Founded in 2006 together with Juan José Cambre, César Aira, Alfredo Prior and other artist friends ESTACIÓN PRINGLES: utopia that is now materialized in the form of a Literary Translator Center, poetic post, stopover and multiple interventions place, a platform or scene where scattered aesthetic practices can be added, articulated and made visible. Currently holds the post of president.

He received, among other distinctions, the National Poetry Prize Mauricio Kohen for his book Animaciones suspendidas (1985), the Antorchas Fellowship, career in the arts (1990), a John Simon Guggenheim Fellowship (1995), the First Poetry Prize of Buenos Aires City for his book La banda oscura de Alejandro (1998), Konex Prize on Poetry (2004) and Poetry Hispanoamerican Prize Festival de la Lira, Ecuador, for his book Las Cuatro Estaciones (2009).

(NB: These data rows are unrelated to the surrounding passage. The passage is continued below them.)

//! The 3x3 wind matrix.

use kindle_space::BoxSpace;

/// Direction-dependent fire spread probabilities.
///
/// Entry `[1 + dr][1 + dc]` is the probability that fire spreads to the
/// neighbour at offset `(dr, dc)` from a burning cell; `[0][1]` ("up") is
/// the chance fire climbs one row. The centre entry is carried for
/// completeness but never drives spread, since a cell is not its own
/// neighbour. Entries are not required to sum to 1.
#[derive(Clone, Copy, Debug, PartialEq)]
pub struct Wind {
    probs: [[f64; 3]; 3],
}

impl Wind {
    /// Create a wind matrix.
    ///
    /// Returns `Err` if any entry lies outside `[0.0, 1.0]` (or is NaN).
    pub fn new(probs: [[f64; 3]; 3]) -> Result<Self, String> {
        let unit = BoxSpace::unit([3, 3]).map_err(|e| e.to_string())?;
        let flat: Vec<f64> = probs.iter().flatten().copied().collect();
        if !unit.contains_slice(&flat) {
            return Err(format!(
                "wind probabilities must lie in [0.0, 1.0], got {probs:?}"
            ));
        }
        Ok(Self { probs })
    }

    /// The same spread probability in every direction.
    pub fn uniform(p: f64) -> Result<Self, String> {
        Self::new([[p; 3]; 3])
    }

    /// Probability that fire travels by `(dr, dc)`, each in `-1..=1`.
    pub fn toward(&self, dr: i64, dc: i64) -> f64 {
        self.probs[(1 + dr) as usize][(1 + dc) as usize]
    }

    /// The raw matrix, rows top to bottom.
    pub fn matrix(&self) -> &[[f64; 3]; 3] {
        &self.probs
    }
}

#[cfg(test)]
mod tests {
    use super::*;

    #[test]
    fn rejects_out_of_range() {
        let mut probs = [[0.5; 3]; 3];
        probs[2][1] = 1.2;
        assert!(Wind::new(probs).is_err());
        probs[2][1] = -0.1;
        assert!(Wind::new(probs).is_err());
        probs[2][1] = f64::NAN;
        assert!(Wind::new(probs).is_err());
    }

    #[test]
    fn accepts_bounds_without_normalization() {
        let wind = Wind::new([[1.0, 1.0, 1.0], [0.0, 0.0, 0.0], [1.0, 1.0, 1.0]]).unwrap();
        assert_eq!(wind.toward(-1, 0), 1.0);
        assert_eq!(wind.toward(0, 1), 0.0);
    }

    #[test]
    fn toward_indexes_by_offset() {
        let wind = Wind::new([[0.1, 0.2, 0.3], [0.4, 0.5, 0.6], [0.7, 0.8, 0.9]]).unwrap();
        assert_eq!(wind.toward(-1, -1), 0.1);
        assert_eq!(wind.toward(-1, 0), 0.2);
        assert_eq!(wind.toward(0, 1), 0.6);
        assert_eq!(wind.toward(1, 1), 0.9);
    }
}
//! Space trait compliance test helpers.
//!
//! These functions verify that a Space implementation satisfies the
//! sampling invariants required by the trait contract. Reused across all
//! space test modules (GridSpace, Discrete, MultiDiscrete, BoxSpace,
//! ObservationSpace).

use crate::space::Space;
use rand::SeedableRng;
use rand_chacha::ChaCha8Rng;
use std::fmt::Debug;

/// Assert that every sample is a member of the space.
pub fn assert_samples_contained<S: Space>(space: &S, draws: usize)
where
    S::Value: Debug,
{
    let mut rng = ChaCha8Rng::seed_from_u64(0xC0FFEE);
    for i in 0..draws {
        let x = space.sample(&mut rng);
        assert!(space.contains(&x), "sample {i} not contained: {x:?}");
    }
}

/// Assert that identically seeded generators produce identical samples.
pub fn assert_sampling_deterministic<S: Space>(space: &S)
where
    S::Value: Debug + PartialEq,
{
    let mut a = ChaCha8Rng::seed_from_u64(42);
    let mut b = ChaCha8Rng::seed_from_u64(42);
    for _ in 0..8 {
        assert_eq!(space.sample(&mut a), space.sample(&mut b));
    }
}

Books of criticism on his poetry:
- La poesía de Arturo Carrera. Antología de la obra y la crítica, Edited by Juan Duchesne Winter and Nancy Fernández. Critical Works by Raúl Antelo, Mario Cámara, Ricardo Corona, Joaquín Correa, Sergio Chejfec, Nora Domínguez, Romina Freschi, Tamara Kamenszain, Reinaldo Laddaga, Daniel Link, Anahí Mallol, Silvio Mattoni, Alan Pauls, Paula Siganevich, Saúl Sosnowski, Ariel Schettini, Diego Vecchio and Joca Wolff (Pittsburgh University: Instituto Internacional de Literatura Iberoamericana, 2010).
- Muerte e infancia en la poesía de Arturo Carrera, Cecilia Pacella (Córdoba-Argentina: Ed. Recovecos, 2008).
- Experiencia y escritura. Sobre la poesía de Arturo Carrera, Nancy Fernández . (Rosario: Beatriz Viterbo Ed., 2007).